A imersão num dos períodos áureos do emaranhado burocrático da Educação – vulgo período da avaliação de final de ano lectivo – deixa-me sempre como que incapacitado para escrever qualquer coisa com nexo. É que se me embota  espírito de tanta papeleta, grelha disto, plano daquilo, registo biográfico, ficha de coiso, relatório e tal.

Ainda bem que ontem despachei alguma prosa encomendada, pena que outra tenha ficado para hoje e não consiga sair de modo nenhum.

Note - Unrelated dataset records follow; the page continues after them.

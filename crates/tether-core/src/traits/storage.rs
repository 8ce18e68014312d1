// SPDX-FileCopyrightText: 2026 Tether Contributors
// SPDX-License-Identifier: MIT OR Apache-2.0

//! Storage adapter trait for persistence backends (SQLite, etc.).

use async_trait::async_trait;

use crate::error::TetherError;
use crate::traits::adapter::PluginAdapter;
use crate::types::{Credentials, UserId};

/// Adapter for storage and persistence backends.
///
/// Holds the durable per-user records: provider API credentials and the
/// ghost-mode flag. Upserts are last-write-wins; storage I/O failures always
/// propagate, never silently drop.
#[async_trait]
pub trait StorageAdapter: PluginAdapter {
    /// Initializes the storage backend (migrations, connection, etc.).
    async fn initialize(&self) -> Result<(), TetherError>;

    /// Closes the storage backend, flushing pending writes.
    async fn close(&self) -> Result<(), TetherError>;

    /// Returns the saved credentials for a user, if any.
    async fn credentials(&self, user: UserId) -> Result<Option<Credentials>, TetherError>;

    /// Saves credentials for a user, replacing any prior pair.
    async fn put_credentials(
        &self,
        user: UserId,
        credentials: &Credentials,
    ) -> Result<(), TetherError>;

    /// Returns the ghost-mode flag for a user (false when never set).
    async fn ghost_mode(&self, user: UserId) -> Result<bool, TetherError>;

    /// Persists the ghost-mode flag for a user.
    async fn set_ghost_mode(&self, user: UserId, enabled: bool) -> Result<(), TetherError>;
}
impl<T: GattTransport> GattConnectionManager<T> {
    pub fn new(
        transport: T,
        config: LinkConfig,
        listener: Arc<dyn LinkListener>,
        shared_state: Arc<AtomicConnectionState>,
        now: Instant,
    ) -> Self {
        let backoff = FailureBackoff::new(
            Duration::from_millis(config.failure_window_ms),
            Duration::from_millis(config.backoff_base_ms),
            Duration::from_millis(config.backoff_max_ms),
        );
        Self {
            transport,
            config,
            listener,
            state: StateTracker::new(shared_state, now),
            link: TransportLink::Closed,
            candidate: None,
            service: None,
            chars: CharacteristicMap::default(),
            notify_step: None,
            mtu: DEFAULT_MTU,
            backoff,
            rescan_at: None,
        }
    }

    pub fn transport(&self) -> &T {
        &self.transport
    }

    pub fn transport_mut(&mut self) -> &mut T {
        &mut self.transport
    }

    pub fn characteristics(&self) -> &CharacteristicMap {
        &self.chars
    }

    pub fn mtu(&self) -> u16 {
        self.mtu
    }

    fn target(&self) -> BdAddr {
        self.config.target
    }

    fn conn(&self) -> Option<ConnId> {
        match self.link {
            TransportLink::Open(conn) => Some(conn),
            _ => None,
        }
    }

    fn schedule_rescan(&mut self, at: Instant) {
        self.rescan_at = Some(at);
    }

    /// Close whatever the transport has open or pending
    fn close_link(&mut self) {
        let result = match self.link {
            TransportLink::Open(conn) => self.transport.close(Some(conn)),
            TransportLink::Opening => self.transport.close(None),
            TransportLink::Closed => Ok(()),
        };
        if let Err(e) = result {
            warn!("Failed to close link: {e}");
        }
        self.link = TransportLink::Closed;
    }

    /// Forget every handle and report the link lost
    fn teardown(&mut self, now: Instant) {
        self.link = TransportLink::Closed;
        self.candidate = None;
        self.service = None;
        self.chars = CharacteristicMap::default();
        self.notify_step = None;
        self.mtu = DEFAULT_MTU;
        self.state.set(ConnectionState::Disconnected, now);
        self.listener.on_link_lost();
    }

    /// Record a failure, tear down, and go back to scanning (after the
    /// backoff delay if this failure keeps repeating)
    fn fail(&mut self, signature: FailureSignature, now: Instant) {
        let delay = self.backoff.record(signature, now);
        self.teardown(now);
        self.schedule_rescan(now + delay);
        if delay.is_zero() {
            self.start_discovery(now);
        }
    }

    /// Close the link, then [`Self::fail`]
    fn abort(&mut self, signature: FailureSignature, now: Instant) {
        self.close_link();
        self.fail(signature, now);
    }

    fn on_scan_result(&mut self, addr: BdAddr, addr_type: AddrType, rssi: i8, now: Instant) {
        if addr != self.target() {
            return;
        }
        if self.state.get() != ConnectionState::Scanning
            || self.link != TransportLink::Closed
            || self.candidate.is_some()
        {
            debug!("Ignoring advertisement from {addr}, attempt already in flight");
            return;
        }
        info!("🎯 Found target {addr} (RSSI {rssi}), stopping scan before connecting");
        self.candidate = Some(addr_type);
        self.state.set(ConnectionState::Pending, now);
        if let Err(e) = self.transport.stop_scan() {
            warn!("Failed to stop scan: {e}, retrying discovery later");
            self.candidate = None;
            self.state.set(ConnectionState::Idle, now);
            self.schedule_rescan(now + self.config.rescan_delay());
        }
    }

    fn on_scan_stopped(&mut self, now: Instant) {
        match self.state.get() {
            ConnectionState::Pending => {
                if let Some(addr_type) = self.candidate.take() {
                    self.connect(addr_type, now);
                }
            }
            ConnectionState::Scanning => {
                info!(
                    "Scan ended without finding {}, rescanning in {:?}",
                    self.target(),
                    self.config.rescan_delay()
                );
                self.state.set(ConnectionState::Idle, now);
                self.schedule_rescan(now + self.config.rescan_delay());
            }
            state => debug!("Scan stopped in state {state:?}"),
        }
    }

    fn connect(&mut self, addr_type: AddrType, now: Instant) {
        let target = self.target();
        info!("🔌 Connecting to {target} ({addr_type:?})");
        self.link = TransportLink::Opening;
        self.state.set(ConnectionState::Connecting, now);
        if let Err(e) = self.transport.open(target, addr_type) {
            warn!("❌ Connect request failed: {e}");
            self.link = TransportLink::Closed;
            let status = match e {
                LinkError::Transport { code } => code,
                _ => -1,
            };
            self.fail(FailureSignature::ConnectFailed { status }, now);
        }
    }

    fn on_connected(&mut self, conn: ConnId, addr: BdAddr, now: Instant) {
        if self.link != TransportLink::Opening || addr != self.target() {
            warn!("Unexpected connection {conn} to {addr}, closing it");
            if let Err(e) = self.transport.close(Some(conn)) {
                warn!("Failed to close unexpected connection: {e}");
            }
            return;
        }
        info!("✅ Connected to {addr} (conn {conn}), discovering services");
        self.link = TransportLink::Open(conn);
        self.state.set(ConnectionState::DiscoveringServices, now);
        if let Err(e) = self.transport.request_mtu(conn, self.config.mtu) {
            debug!("MTU request failed: {e}, continuing with default MTU");
        }
        if let Err(e) = self.transport.search_services(conn) {
            warn!("Service search failed to start: {e}");
            self.abort(FailureSignature::DiscoveryFailed, now);
        }
    }

    fn on_service_search_complete(&mut self, ok: bool, now: Instant) {
        if self.state.get() != ConnectionState::DiscoveringServices {
            return;
        }
        let (Some(range), Some(conn)) = (self.service, self.conn()) else {
            warn!("❌ No UART service found on {} (search ok: {ok})", self.target());
            self.abort(FailureSignature::DiscoveryFailed, now);
            return;
        };
        self.state.set(ConnectionState::DiscoveringCharacteristics, now);

        let chars = match self.transport.characteristics(conn, range) {
            Ok(chars) => chars,
            Err(e) => {
                warn!("❌ Characteristic lookup failed: {e}");
                self.abort(FailureSignature::DiscoveryFailed, now);
                return;
            }
        };
        for c in &chars {
            debug!("Characteristic {:?} handle {} props {:?}", c.uuid, c.handle, c.properties);
        }

        let mut map = select_endpoints(&chars);
        let Some(notify) = map.notify.filter(|c| c.handle != 0) else {
            warn!("❌ No notify characteristic in UART service");
            self.abort(FailureSignature::DiscoveryFailed, now);
            return;
        };
        match map.write {
            Some(w) => info!("✍️ Write endpoint {:?} handle {}", w.uuid, w.handle),
            None => warn!("⚠️ No write characteristic, link will be receive-only"),
        }
        info!("📥 Notify endpoint {:?} handle {}", notify.uuid, notify.handle);

        let cccd = match self.transport.descriptor(conn, notify.handle, CCCD_UUID) {
            Some(handle) => handle,
            None => {
                // Heuristic: the CCCD usually directly follows the value handle
                let guess = notify.handle.saturating_add(1);
                warn!("CCCD lookup failed, assuming handle {guess}");
                guess
            }
        };
        map.cccd = Some(cccd);
        self.chars = map;

        self.state.set(ConnectionState::EnablingNotifications, now);
        self.notify_step = Some(NotifyStep::Registering);
        if let Err(e) = self.transport.register_for_notify(self.target(), notify.handle) {
            warn!("❌ Notify registration failed: {e}");
            self.abort(FailureSignature::DiscoveryFailed, now);
        }
    }

    fn write_cccd(&mut self, value: [u8; 2], step: NotifyStep, now: Instant) {
        let (Some(conn), Some(cccd)) = (self.conn(), self.chars.cccd) else {
            self.abort(FailureSignature::DiscoveryFailed, now);
            return;
        };
        self.notify_step = Some(step);
        if let Err(e) = self.transport.write_descriptor(conn, cccd, &value) {
            warn!("❌ CCCD write failed: {e}");
            self.abort(FailureSignature::DiscoveryFailed, now);
        }
    }

    fn on_notify_registered(&mut self, ok: bool, now: Instant) {
        if self.notify_step != Some(NotifyStep::Registering) {
            return;
        }
        if !ok {
            warn!("❌ Notify registration rejected");
            self.abort(FailureSignature::DiscoveryFailed, now);
            return;
        }
        debug!("Notify registered, enabling notifications");
        self.write_cccd(NOTIFY_ENABLE, NotifyStep::Enabling, now);
    }

    fn on_descriptor_written(&mut self, ok: bool, now: Instant) {
        match self.notify_step {
            Some(NotifyStep::Enabling) => {
                if !ok {
                    warn!("❌ Enabling notifications failed");
                    self.abort(FailureSignature::DiscoveryFailed, now);
                } else if self.config.notify_wait().is_some() {
                    debug!("Notifications enabled, toggling off and on again");
                    self.write_cccd(NOTIFY_DISABLE, NotifyStep::Disabling, now);
                } else {
                    self.ready(now);
                }
            }
            Some(NotifyStep::Disabling) => {
                if !ok {
                    warn!("Disabling notifications failed, re-enabling anyway");
                }
                let wait = self.config.notify_wait().unwrap_or_default();
                self.notify_step = Some(NotifyStep::Waiting { until: now + wait });
            }
            Some(NotifyStep::ReEnabling) => {
                if ok {
                    self.ready(now);
                } else {
                    warn!("❌ Re-enabling notifications failed");
                    self.abort(FailureSignature::DiscoveryFailed, now);
                }
            }
            step => debug!("Descriptor write completed in step {step:?}"),
        }
    }

    fn ready(&mut self, now: Instant) {
        self.notify_step = None;
        self.state.set(ConnectionState::Ready, now);
        let writable = self.chars.write.is_some();
        info!("✅ Link ready to {} (MTU {}, writable: {writable})", self.target(), self.mtu);
        self.listener.on_link_ready(writable);
    }

    fn on_notification(&mut self, handle: u16, data: &[u8]) {
        let from_notify = self.chars.notify.is_some_and(|c| c.handle == handle);
        if self.conn().is_none() || !from_notify {
            debug!("Ignoring notification from handle {handle}");
            return;
        }
        debug!("⬇️ {} bytes: {:?}", data.len(), String::from_utf8_lossy(data));
        self.listener.on_bytes(data);
    }

    fn on_disconnected(&mut self, conn: ConnId, reason: i32, now: Instant) {
        if self.link != TransportLink::Open(conn) {
            debug!("Ignoring disconnect of stale conn {conn}");
            return;
        }
        warn!("🔴 Disconnected from {} (reason 0x{reason:X})", self.target());
        self.link = TransportLink::Closed;
        self.fail(FailureSignature::Disconnected { reason }, now);
    }
}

Isto vai-me durar quase toda a semana, já sei, a duração de oito reuniões de avaliação, mais revisão e verificação de materiais, mais reuniões para aplicação da prima do Harpic a uns alunos que disso necessitam como de pão para a boca se queremos que eles tenham alguma hipótese do chamado sucesso.

De tanta prosa arrepanhada para preencher os quesitos e requisitos da maquinaria robotizada que o ME obriga os professores a cumprir para justificarem a atribuição de uma classificação no final de um ano de trabalho, um tipo fica assim como que com peneiras de bloqueio de escritor.

Esperemos que quando a sexta-feira amanhecer isto já me esteja a desintupir mais. Até lá, é esperar que a força da transpiração oculte a manifesta falta de inspiração.